S3-CAV focuses on making the ability to perceive the local environment in 3D making it accessible to farmers though a farm management system.

A sensor suite with various vision-based and proprioceptive sensors has been used and their real-time input got combined with stored data for various purposes depending on the application case. This for example to precisely control an application device in 3D, precise guidance of AGVs in complex topologies, or tracking crop management through semantic labelling using LIDARS, Thermographic and hyperspectral cameras.

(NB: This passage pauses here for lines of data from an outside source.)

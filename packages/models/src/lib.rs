#![cfg_attr(feature = "fail-on-warnings", deny(warnings))]
#![warn(clippy::all, clippy::pedantic, clippy::nursery, clippy::cargo)]
#![allow(clippy::multiple_crate_versions, clippy::cargo_common_metadata)]

//! Shared domain types for the zoning lookup engine.
//!
//! Entities (parcels, zoning districts, landmarks) as produced by the
//! ingestion pipeline, plus the result types the query surface returns.
//! Geometry-bearing entities are immutable after load; they are only
//! replaced wholesale by a new dataset generation.

pub mod bbl;

use std::fmt;

use chrono::NaiveDate;
use serde::{Deserialize, Serialize};
use zoning_map_geometry::Geometry;

pub use bbl::{Bbl, BblParseError};

/// One of the five NYC boroughs, coded 1-5 as in MapPLUTO.
#[derive(Debug, Clone, Copy, PartialEq, Eq, PartialOrd, Ord, Hash, Serialize, Deserialize)]
pub enum Borough {
    /// Borough code 1.
    Manhattan,
    /// Borough code 2.
    Bronx,
    /// Borough code 3 (Kings County).
    Brooklyn,
    /// Borough code 4.
    Queens,
    /// Borough code 5 (Richmond County).
    StatenIsland,
}

impl Borough {
    /// Numeric borough code (1-5).
    #[must_use]
    pub const fn code(self) -> u8 {
        match self {
            Self::Manhattan => 1,
            Self::Bronx => 2,
            Self::Brooklyn => 3,
            Self::Queens => 4,
            Self::StatenIsland => 5,
        }
    }

    /// Borough from its numeric code.
    #[must_use]
    pub const fn from_code(code: u8) -> Option<Self> {
        match code {
            1 => Some(Self::Manhattan),
            2 => Some(Self::Bronx),
            3 => Some(Self::Brooklyn),
            4 => Some(Self::Queens),
            5 => Some(Self::StatenIsland),
            _ => None,
        }
    }

    /// Borough from the labels MapPLUTO exports use: a code digit, a
    /// two-letter abbreviation, or a (county) name.
    #[must_use]
    pub fn from_label(label: &str) -> Option<Self> {
        match label.trim().to_ascii_uppercase().as_str() {
            "1" | "MANHATTAN" | "MN" => Some(Self::Manhattan),
            "2" | "BRONX" | "BX" => Some(Self::Bronx),
            "3" | "BROOKLYN" | "BK" | "KINGS" => Some(Self::Brooklyn),
            "4" | "QUEENS" | "QN" => Some(Self::Queens),
            "5" | "STATEN ISLAND" | "SI" | "RICHMOND" => Some(Self::StatenIsland),
            _ => None,
        }
    }

    /// Human-readable borough name.
    #[must_use]
    pub const fn name(self) -> &'static str {
        match self {
            Self::Manhattan => "Manhattan",
            Self::Bronx => "Bronx",
            Self::Brooklyn => "Brooklyn",
            Self::Queens => "Queens",
            Self::StatenIsland => "Staten Island",
        }
    }
}

impl fmt::Display for Borough {
    fn fmt(&self, f: &mut fmt::Formatter<'_>) -> fmt::Result {
        f.write_str(self.name())
    }
}

/// The three dataset collections the engine manages.
#[derive(Debug, Clone, Copy, PartialEq, Eq, Serialize, Deserialize)]
#[serde(rename_all = "snake_case")]
pub enum DatasetKind {
    /// MapPLUTO property parcels.
    Parcels,
    /// Zoning district polygons.
    Zoning,
    /// Designated landmarks and historic districts.
    Landmarks,
}

impl fmt::Display for DatasetKind {
    fn fmt(&self, f: &mut fmt::Formatter<'_>) -> fmt::Result {
        f.write_str(match self {
            Self::Parcels => "parcels",
            Self::Zoning => "zoning",
            Self::Landmarks => "landmarks",
        })
    }
}

/// Regulatory class of a zoning district, derived from the code prefix.
#[derive(Debug, Clone, Copy, PartialEq, Eq, Serialize, Deserialize)]
pub enum ZoningType {
    /// `R*` districts.
    Residential,
    /// `C*` districts.
    Commercial,
    /// `M*` districts.
    Manufacturing,
    /// Everything else (parks, special districts, mixed-use).
    Mixed,
}

impl ZoningType {
    /// Classifies a district code (`"R6"`, `"C6-2"`, `"M1-5"`, ...).
    #[must_use]
    pub fn from_code(code: &str) -> Self {
        match code.trim().as_bytes().first().map(u8::to_ascii_uppercase) {
            Some(b'R') => Self::Residential,
            Some(b'C') => Self::Commercial,
            Some(b'M') => Self::Manufacturing,
            _ => Self::Mixed,
        }
    }
}

/// Designation class of a landmark record.
#[derive(Debug, Clone, Copy, PartialEq, Eq, Serialize, Deserialize)]
pub enum LandmarkType {
    /// A single designated structure or site.
    Individual,
    /// A designated historic district (polygon).
    HistoricDistrict,
    /// A designated scenic landmark.
    Scenic,
}

impl LandmarkType {
    /// Classifies the free-text type label landmark exports carry.
    #[must_use]
    pub fn from_label(label: &str) -> Self {
        let upper = label.to_ascii_uppercase();
        if upper.contains("DISTRICT") {
            Self::HistoricDistrict
        } else if upper.contains("SCENIC") {
            Self::Scenic
        } else {
            Self::Individual
        }
    }
}

/// A MapPLUTO property parcel. Immutable after load.
#[derive(Debug, Clone)]
pub struct Parcel {
    /// Unique Borough-Block-Lot identifier.
    pub bbl: Bbl,
    /// Street address, when the source record carries one.
    pub address: Option<String>,
    /// MapPLUTO land-use category code.
    pub land_use: Option<String>,
    /// Lot area in square feet, as reported by the source.
    pub lot_area: Option<f64>,
    /// Year the primary structure was built.
    pub year_built: Option<i32>,
    /// Number of floors (fractional for split-level structures).
    pub num_floors: Option<f64>,
    /// Total assessed value in dollars.
    pub assessed_value: Option<f64>,
    /// Zoning codes the source record itself declares (`ZoneDist1..4`).
    /// Advisory only; the resolver computes districts geometrically.
    pub zoning_districts: Vec<String>,
    /// Parcel boundary (polygon or multipolygon, canonical CRS).
    pub geometry: Geometry,
}

/// A zoning district polygon. Codes repeat across disjoint polygons, so
/// identity is the code plus an ordinal assigned at import time.
#[derive(Debug, Clone)]
pub struct ZoningDistrict {
    /// Stable identifier: `"{code}#{ordinal}"`.
    pub id: String,
    /// Regulatory district code (e.g. `"R6"`), not unique.
    pub code: String,
    /// Regulatory class derived from the code.
    pub zoning_type: ZoningType,
    /// Residential floor-area ratio, when known.
    pub far_residential: Option<f64>,
    /// Commercial floor-area ratio, when known.
    pub far_commercial: Option<f64>,
    /// Height limit in feet, when known.
    pub max_height: Option<f64>,
    /// District boundary (polygon or multipolygon, canonical CRS).
    pub geometry: Geometry,
}

/// A designated landmark or historic district. Immutable after load.
#[derive(Debug, Clone)]
pub struct Landmark {
    /// Stable identifier (LPC number when present, else the name).
    pub id: String,
    /// Landmark name.
    pub name: String,
    /// Designation class.
    pub landmark_type: LandmarkType,
    /// Date of designation, when the source record carries one.
    pub designation_date: Option<NaiveDate>,
    /// Landmark location or boundary (canonical CRS).
    pub geometry: Geometry,
}

/// One zoning district's share of a resolved parcel.
#[derive(Debug, Clone, PartialEq, Serialize, Deserialize)]
pub struct DistrictEntry {
    /// Regulatory district code.
    pub code: String,
    /// Regulatory class of the district.
    pub zoning_type: ZoningType,
    /// Fraction of the parcel's area inside this district (0, 1].
    pub fraction: f64,
}

/// One landmark intersecting a resolved parcel.
#[derive(Debug, Clone, PartialEq, Eq, Serialize, Deserialize)]
pub struct LandmarkEntry {
    /// Landmark identifier.
    pub id: String,
    /// Landmark name.
    pub name: String,
    /// Designation class.
    pub landmark_type: LandmarkType,
}

/// Readiness and counts for the currently published generations.
#[derive(Debug, Clone, Copy, PartialEq, Eq, Serialize, Deserialize)]
pub struct HealthSnapshot {
    /// Whether the engine can serve lookups (parcels and zoning loaded).
    pub ready: bool,
    /// Parcels in the published generation.
    pub parcel_count: u64,
    /// Zoning districts in the published generation.
    pub zoning_count: u64,
    /// Landmarks in the published generation.
    pub landmark_count: u64,
}
#![cfg_attr(feature = "fail-on-warnings", deny(warnings))]
#![warn(clippy::all, clippy::pedantic, clippy::nursery, clippy::cargo)]
#![allow(clippy::multiple_crate_versions, clippy::cargo_common_metadata)]

//! Zoning resolution over the published dataset generations.
//!
//! Given a BBL or a coordinate, finds the owning parcel, every zoning
//! district whose geometry actually intersects it (annotated with the
//! fraction of parcel area it covers), and every landmark overlapping
//! it. Split lots are disclosed in full: the resolver reports all
//! intersecting districts and never picks a "primary" one — that is
//! presentation policy for the API layer.

use std::collections::BTreeMap;
use std::sync::Arc;
use std::time::Instant;

use geo::{Area, BooleanOps, Contains, Intersects, MultiPolygon, Point};
use thiserror::Error;
use zoning_map_geometry::{Geometry, wgs84_to_state_plane};
use zoning_map_models::{
    Bbl, BblParseError, DistrictEntry, LandmarkEntry, Parcel, ZoningDistrict, ZoningType,
};
use zoning_map_store::{Aabb, Datasets};

/// Intersections smaller than this (square feet) are treated as
/// zero-area contact — a shared edge or vertex, not a zoning relationship.
const AREA_EPSILON_SQ_FT: f64 = 1e-6;

/// Why a lookup failed.
#[derive(Debug, Clone, PartialEq, Error)]
pub enum ResolveError {
    /// The BBL string is malformed; rejected before any store access.
    #[error("invalid BBL: {0}")]
    InvalidBbl(#[from] BblParseError),

    /// The coordinate is non-finite or outside valid lat/lon ranges;
    /// rejected before any store access.
    #[error("coordinate ({lat}, {lon}) is out of range")]
    InvalidCoordinate {
        /// Rejected latitude.
        lat: f64,
        /// Rejected longitude.
        lon: f64,
    },

    /// No parcel with this BBL exists in the published generation.
    #[error("no parcel found for BBL {bbl}")]
    NotFound {
        /// The BBL that was looked up.
        bbl: String,
    },

    /// No parcel geometry contains the queried location.
    #[error("no parcel contains the queried location")]
    NoParcelAtLocation,

    /// The caller-supplied deadline expired before resolution finished.
    #[error("deadline exceeded during resolution")]
    DeadlineExceeded,
}

/// A resolved parcel with its zoning and landmark context.
#[derive(Debug, Clone)]
pub struct Resolution {
    /// The owning parcel.
    pub parcel: Arc<Parcel>,
    /// Intersecting districts, largest area fraction first. Empty when
    /// the parcel falls in a zoning coverage gap — a valid data state.
    pub districts: Vec<DistrictEntry>,
    /// Landmarks whose geometry intersects the parcel.
    pub landmarks: Vec<LandmarkEntry>,
    /// Parcel generation the resolution was served from.
    pub parcel_generation: u64,
    /// Zoning generation the resolution was served from.
    pub zoning_generation: u64,
    /// Landmark generation the resolution was served from.
    pub landmark_generation: u64,
}

/// Read-only resolver over a set of dataset stores.
///
/// Each lookup takes one snapshot per collection up front, so a
/// concurrent re-import can never mix generations within a single
/// resolution.
pub struct Resolver<'a> {
    datasets: &'a Datasets,
}

impl<'a> Resolver<'a> {
    /// Creates a resolver over the given stores.
    #[must_use]
    pub const fn new(datasets: &'a Datasets) -> Self {
        Self { datasets }
    }

    /// Resolves zoning for a parcel identified by its BBL.
    ///
    /// # Errors
    ///
    /// [`ResolveError::InvalidBbl`] for malformed input (checked before
    /// any store access), [`ResolveError::NotFound`] if no such parcel is
    /// loaded, [`ResolveError::DeadlineExceeded`] if `deadline` expires.
    pub fn lookup_by_bbl(
        &self,
        bbl: &str,
        deadline: Option<Instant>,
    ) -> Result<Resolution, ResolveError> {
        let bbl = Bbl::parse(bbl)?;

        let parcels = self.datasets.parcels.snapshot();
        let parcel = parcels
            .get(&bbl.to_string())
            .ok_or_else(|| ResolveError::NotFound {
                bbl: bbl.to_string(),
            })?;

        self.resolve_parcel(parcel, parcels.number(), deadline)
    }

    /// Resolves zoning for the parcel containing a WGS84 coordinate.
    ///
    /// # Errors
    ///
    /// [`ResolveError::InvalidCoordinate`] for out-of-range input,
    /// [`ResolveError::NoParcelAtLocation`] if no loaded parcel contains
    /// the point, [`ResolveError::DeadlineExceeded`] if `deadline`
    /// expires.
    pub fn lookup_by_coordinate(
        &self,
        lat: f64,
        lon: f64,
        deadline: Option<Instant>,
    ) -> Result<Resolution, ResolveError> {
        if !lat.is_finite() || !lon.is_finite() || !(-90.0..=90.0).contains(&lat)
            || !(-180.0..=180.0).contains(&lon)
        {
            return Err(ResolveError::InvalidCoordinate { lat, lon });
        }

        let (x, y) = wgs84_to_state_plane(lon, lat);
        self.lookup_by_point(x, y, deadline)
    }

    /// Resolves zoning for the parcel containing a canonical-CRS point
    /// (state-plane feet).
    ///
    /// Ties — a point inside several overlapping parcel geometries, as
    /// happens with MapPLUTO condo lots — go to the smallest-area parcel.
    /// A point lying exactly on a shared boundary (contained by no parcel
    /// interior) falls back to an intersection test with the same
    /// smallest-area rule.
    ///
    /// # Errors
    ///
    /// [`ResolveError::NoParcelAtLocation`] if no loaded parcel contains
    /// the point, [`ResolveError::DeadlineExceeded`] if `deadline`
    /// expires.
    pub fn lookup_by_point(
        &self,
        x: f64,
        y: f64,
        deadline: Option<Instant>,
    ) -> Result<Resolution, ResolveError> {
        let parcels = self.datasets.parcels.snapshot();
        let candidates = parcels.candidates_overlapping(&Aabb::from_point([x, y]));
        let point = Point::new(x, y);

        let mut best: Option<(Arc<Parcel>, f64)> = None;
        for parcel in &candidates {
            check_deadline(deadline)?;
            let Some(shape) = parcel.geometry.to_multi_polygon() else {
                continue;
            };
            if shape.contains(&point) {
                keep_smaller(&mut best, parcel, shape.unsigned_area());
            }
        }

        // Boundary points are contained by no parcel interior; fall back
        // to an intersects test over the same candidates.
        if best.is_none() {
            for parcel in &candidates {
                check_deadline(deadline)?;
                let Some(shape) = parcel.geometry.to_multi_polygon() else {
                    continue;
                };
                if shape.intersects(&point) {
                    keep_smaller(&mut best, parcel, shape.unsigned_area());
                }
            }
        }

        let (parcel, _) = best.ok_or(ResolveError::NoParcelAtLocation)?;
        self.resolve_parcel(parcel, parcels.number(), deadline)
    }

    /// Computes the district and landmark context for a located parcel.
    fn resolve_parcel(
        &self,
        parcel: Arc<Parcel>,
        parcel_generation: u64,
        deadline: Option<Instant>,
    ) -> Result<Resolution, ResolveError> {
        let zoning = self.datasets.zoning.snapshot();
        let landmarks = self.datasets.landmarks.snapshot();

        let parcel_shape = parcel.geometry.to_multi_polygon();
        let parcel_area = parcel.geometry.unsigned_area();
        let envelope = parcel.geometry.envelope();

        let districts = match (&parcel_shape, parcel_area > AREA_EPSILON_SQ_FT) {
            (Some(shape), true) => {
                district_entries(shape, parcel_area, &zoning.candidates_overlapping(&envelope), deadline)?
            }
            _ => Vec::new(),
        };

        let mut hits = Vec::new();
        if let Some(shape) = &parcel_shape {
            for landmark in &landmarks.candidates_overlapping(&envelope) {
                check_deadline(deadline)?;
                if landmark_intersects(shape, &landmark.geometry) {
                    hits.push(LandmarkEntry {
                        id: landmark.id.clone(),
                        name: landmark.name.clone(),
                        landmark_type: landmark.landmark_type,
                    });
                }
            }
        }
        hits.sort_by(|a, b| a.id.cmp(&b.id));

        log::debug!(
            "Resolved BBL {}: {} districts, {} landmarks",
            parcel.bbl,
            districts.len(),
            hits.len()
        );

        Ok(Resolution {
            parcel,
            districts,
            landmarks: hits,
            parcel_generation,
            zoning_generation: zoning.number(),
            landmark_generation: landmarks.number(),
        })
    }
}

/// Exact polygon-polygon refinement of the zoning candidate set.
///
/// Fractions for polygons sharing a district code are summed, so a parcel
/// straddling two disjoint "R6" polygons reports one "R6" entry.
fn district_entries(
    parcel_shape: &MultiPolygon<f64>,
    parcel_area: f64,
    candidates: &[Arc<ZoningDistrict>],
    deadline: Option<Instant>,
) -> Result<Vec<DistrictEntry>, ResolveError> {
    let mut by_code: BTreeMap<String, (ZoningType, f64)> = BTreeMap::new();

    for district in candidates {
        check_deadline(deadline)?;
        let Some(district_shape) = district.geometry.to_multi_polygon() else {
            continue;
        };
        let overlap = parcel_shape.intersection(&district_shape).unsigned_area();
        if overlap > AREA_EPSILON_SQ_FT {
            by_code
                .entry(district.code.clone())
                .and_modify(|(_, area)| *area += overlap)
                .or_insert((district.zoning_type, overlap));
        }
    }

    let mut entries: Vec<DistrictEntry> = by_code
        .into_iter()
        .map(|(code, (zoning_type, area))| DistrictEntry {
            code,
            zoning_type,
            fraction: (area / parcel_area).min(1.0),
        })
        .collect();

    entries.sort_by(|a, b| {
        b.fraction
            .partial_cmp(&a.fraction)
            .unwrap_or(std::cmp::Ordering::Equal)
            .then_with(|| a.code.cmp(&b.code))
    });

    Ok(entries)
}

fn landmark_intersects(parcel_shape: &MultiPolygon<f64>, landmark: &Geometry) -> bool {
    match landmark {
        Geometry::Point(p) => parcel_shape.intersects(p),
        Geometry::Polygon(p) => parcel_shape.intersects(p),
        Geometry::MultiPolygon(mp) => parcel_shape.intersects(mp),
    }
}

fn keep_smaller(best: &mut Option<(Arc<Parcel>, f64)>, parcel: &Arc<Parcel>, area: f64) {
    if best.as_ref().is_none_or(|(_, best_area)| area < *best_area) {
        *best = Some((Arc::clone(parcel), area));
    }
}

fn check_deadline(deadline: Option<Instant>) -> Result<(), ResolveError> {
    match deadline {
        Some(deadline) if Instant::now() >= deadline => Err(ResolveError::DeadlineExceeded),
        _ => Ok(()),
    }
}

The derived results from the sensors data can be sent to a commercial cloud-based Precision Farming Management Information System, where it is combined with stored data from earlier passes and other sources to produce human-readable maps with semantic overlays showing crop health, crop maturity, field traversability, irrigation networks, etc., whatever is relevant and requested.

During the project, work was focused through a Vineyard case scenario to identify crop health and diseases in different grape varieties. In the project the different crop parts such as leafs, grapes and trunks have been successfully labelled followed by diseases such as peronospora. Also the vine tree volumes have been estimated with LIDAR to identify leaf volumes for adapted spraying in the future.

A survey based on 100 farmers identified the functionalities required and how to incorporate them in the FMIS. The data input to the system was chosen as GeoTIFF for semantically labelled data. The FMIS outputs pseudo colored maps and ISOXML for machinery.

Proprioception demonstrated terrain modelling and improved steering in relevant agricultural domains has been performed and evaluated. Strengths and weakneses of drone- vs vehicle data, camera based vs lidar based methods were characterized on basis of application areas. The team built a carry-on sensor suite with easy mounting on various vessels, and designed a method for improving hyperspectral imaging, which led to promising results in crop yield and health. The acquisition sensor suite was also tested by non-experts over a period of 3 months with weekly scans.